Dog Poets
There are love dogs
no one knows the names of,
give your life to be one of them!
Rumi
We're a scruffy pack, brothers and sisters howling to one another across mountains, rivers, deserts, forests and canyons, ice floes and corn fields. We are a land of immigrants and so our poetry is as diverse as there are cultures within our culture. What do we have in common? We share a love of our language, American English, and our language is as mongrel as we are, with wild eyes and strong hind legs it will eat anything and make it a feast. We feed it our lives, our insomniac musings and querulous questions. We sing in the music of our language, with barks and yips, low growls and whimpers. We are antic and romantic, we will fetch the ball until we collapse, we believe our muse will always come back.
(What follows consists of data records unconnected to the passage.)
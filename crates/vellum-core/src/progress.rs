// Copyright 2025 eraflo
//
// Licensed under the Apache License, Version 2.0 (the "License");
// you may not use this file except in compliance with the License.
// You may obtain a copy of the License at
//
//     http://www.apache.org/licenses/LICENSE-2.0
//
// Unless required by applicable law or agreed to in writing, software
// distributed under the License is distributed on an "AS IS" BASIS,
// WITHOUT WARRANTIES OR CONDITIONS OF ANY KIND, either express or implied.
// See the License for the specific language governing permissions and
// limitations under the License.

//! Progress reporting exposed to callers of long-running snapshot operations.

/// Receives `(phase, fraction)` notifications while a snapshot operation runs.
///
/// Within one phase the reported fraction is monotonically non-decreasing and
/// stays within `[0, 1]`.
pub trait ProgressSink {
    /// Called whenever a phase makes progress.
    fn report(&self, phase: &str, fraction: f32);
}

impl<F: Fn(&str, f32)> ProgressSink for F {
    fn report(&self, phase: &str, fraction: f32) {
        self(phase, fraction)
    }
}

/// A sink that discards every notification.
#[derive(Debug, Default, Clone, Copy)]
pub struct NullProgress;

impl ProgressSink for NullProgress {
    fn report(&self, _phase: &str, _fraction: f32) {}
}

/// Tracks one phase and guarantees monotonic, clamped fractions.
pub struct PhaseProgress<'a> {
    sink: &'a dyn ProgressSink,
    phase: &'static str,
    last: f32,
}

impl<'a> PhaseProgress<'a> {
    /// Starts tracking `phase` without reporting anything yet.
    pub fn new(sink: &'a dyn ProgressSink, phase: &'static str) -> Self {
        Self {
            sink,
            phase,
            last: 0.0,
        }
    }

    /// Reports an explicit fraction. Values below the last report are raised to it.
    pub fn set(&mut self, fraction: f32) {
        let fraction = fraction.clamp(0.0, 1.0).max(self.last);
        self.last = fraction;
        self.sink.report(self.phase, fraction);
    }

    /// Reports `done / total`. An empty workload counts as complete.
    pub fn advance(&mut self, done: usize, total: usize) {
        if total == 0 {
            self.set(1.0);
        } else {
            self.set(done as f32 / total as f32);
        }
    }
}

#[cfg(test)]
mod tests {
    use super::*;
    use std::cell::RefCell;

    #[test]
    fn fractions_never_go_backwards() {
        let seen = RefCell::new(Vec::new());
        let sink = |phase: &str, f: f32| seen.borrow_mut().push((phase.to_string(), f));
        let mut progress = PhaseProgress::new(&sink, "Storing");

        progress.set(0.5);
        progress.set(0.25);
        progress.set(7.0);

        let seen = seen.into_inner();
        assert_eq!(seen.len(), 3);
        assert_eq!(seen[1].1, 0.5);
        assert_eq!(seen[2].1, 1.0);
        assert!(seen.iter().all(|(p, _)| p == "Storing"));
    }

    #[test]
    fn empty_workload_is_complete() {
        let last = RefCell::new(0.0);
        let sink = |_: &str, f: f32| *last.borrow_mut() = f;
        PhaseProgress::new(&sink, "Loading").advance(0, 0);
        assert_eq!(*last.borrow(), 1.0);
    }
}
We bite, we beg, we brandish our teeth, we lie down near the fire and dream. We are Whitman's leaves of grass, and Dickenson's formal feeling come. We are Ginsberg's beard and O'Hara's top hat. We are Sexton's pale legs and lit cigarette. We are Plath's gold bees and hospital tulips. We are Langston Hughes's weary blues and Bukowski's brawling, sprawling drawling let's go to the races and see all the faces and bet on the horse with the ugliest name. We are Roethke's sister crying into the leaves and Levertov's sad brothers gone to war. We are Ammons's garbage, glittering in the sun, stinking to high heaven. We are dogs on the run and we don't like the leash. We don't trust the cops. We prowl, we yowl, we foul the floor. But give us a bowl of water, a bone, touch our rain-darkened fur, and we will croon you an American song.